Goal: Set up an asynchronous cloud-agent pipeline that picks one candidate from INVESTIGATE-new-norwegian-public-sources.md, runs the source-onboarding workflow documented in website/docs/contributors/ingest-modules.md, and opens a PR — all without a human at the keyboard. Single agent at a time to keep the design simple: only one Cursor Background Agent runs at a time, eliminating concurrent-pick coordination from scope.

Last Updated: 2026-05-04 (rev 2: collapsed to single-agent / Cursor-only design — drops two-worker race-handling, migration-number-conflict logic, and parallel-PR INVESTIGATE-drift handling per user direction)
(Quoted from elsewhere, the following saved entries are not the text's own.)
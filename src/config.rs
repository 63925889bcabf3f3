use dotenvy::dotenv;
use std::env;

#[derive(Clone)]
pub struct Config {
    pub database_url: String,
    pub jwt_secret: String,
    pub server_addr: String,
    pub access_token_ttl: usize,

    // Rate limiting
    pub rate_login_per_min: u32,
    pub rate_protected_per_min: u32,

    pub api_prefix: String,
}

impl Config {
    pub fn from_env() -> Self {
        dotenv().ok();

        Self {
            server_addr: env::var("SERVER_ADDR").expect("SERVER_ADDR must be set"),
            database_url: env::var("DATABASE_URL").expect("DATABASE_URL must be set"),
            jwt_secret: env::var("JWT_SECRET").expect("JWT_SECRET must be set"),
            access_token_ttl: env::var("ACCESS_TOKEN_TTL")
                .unwrap_or_else(|_| "2592000".to_string()) // default 30 days
                .parse()
                .unwrap(),

            rate_login_per_min: env::var("RATE_LOGIN_PER_MIN")
                .unwrap_or_else(|_| "60".to_string())
                .parse()
                .unwrap(),
            rate_protected_per_min: env::var("RATE_PROTECTED_PER_MIN")
                .unwrap_or_else(|_| "1000".to_string())
                .parse()
                .unwrap(),

            api_prefix: env::var("API_PREFIX").unwrap_or_else(|_| "/api".to_string()),
        }
    }
}
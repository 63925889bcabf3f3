use std::time::{SystemTime, UNIX_EPOCH};

use crate::models::Claims;
use jsonwebtoken::{DecodingKey, EncodingKey, Header, Validation, decode, encode};
use uuid::Uuid;

fn now() -> usize {
    SystemTime::now()
        .duration_since(UNIX_EPOCH)
        .unwrap()
        .as_secs() as usize
}

pub fn generate_access_token(
    user_id: u64,
    username: String,
    role: u8,
    secret: &str,
    ttl: usize,
) -> String {
    let claims = Claims {
        sub: user_id,
        username,
        role,
        exp: now() + ttl,
        jti: Uuid::new_v4().to_string(),
    };

    encode(
        &Header::default(),
        &claims,
        &EncodingKey::from_secret(secret.as_bytes()),
    )
    .unwrap()
}

pub fn verify_token(token: &str, secret: &str) -> Result<Claims, String> {
    decode::<Claims>(
        token,
        &DecodingKey::from_secret(secret.as_bytes()),
        &Validation::default(),
    )
    .map(|data| data.claims)
    .map_err(|e| e.to_string())
}

#[cfg(test)]
mod tests {
    use super::*;

    #[test]
    fn token_round_trips() {
        let token = generate_access_token(42, "mrossi".into(), 2, "test-secret", 3600);
        let claims = verify_token(&token, "test-secret").unwrap();
        assert_eq!(claims.sub, 42);
        assert_eq!(claims.username, "mrossi");
        assert_eq!(claims.role, 2);
    }

    #[test]
    fn wrong_secret_is_rejected() {
        let token = generate_access_token(42, "mrossi".into(), 2, "test-secret", 3600);
        assert!(verify_token(&token, "other-secret").is_err());
    }
}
Origin: Atlas's catalogue grew from 21 to 38 sources in four days through tight human-driven loops (the user pastes a portal URL → Claude in the keyboard onboards it). INVESTIGATE-new-norwegian-public-sources.md currently lists 26 more candidates ready to ingest. The user has a Cursor ($25/mo) subscription with Background Agents that runs in cloud sandboxes — under-utilised on the user's machine, well-suited to async source onboarding. (The Claude Max $100/mo subscription stays at the keyboard for review + ingest work.) The user asked: "can we get an agent running in the cloud to read the INVESTIGATE-new-norwegian-public-sources.md and pick one from the list. create a feature branch. Then create the folder for it and write the code. Then write a PR for it." This investigation scopes that pipeline. Concurrency constraint (per user, 2026-05-04 rev 2): only one Cursor agent runs at a time — eliminates the entire double-pick / migration-collision / parallel-INVESTIGATE-drift problem class. Implementation is a follow-up PLAN-*.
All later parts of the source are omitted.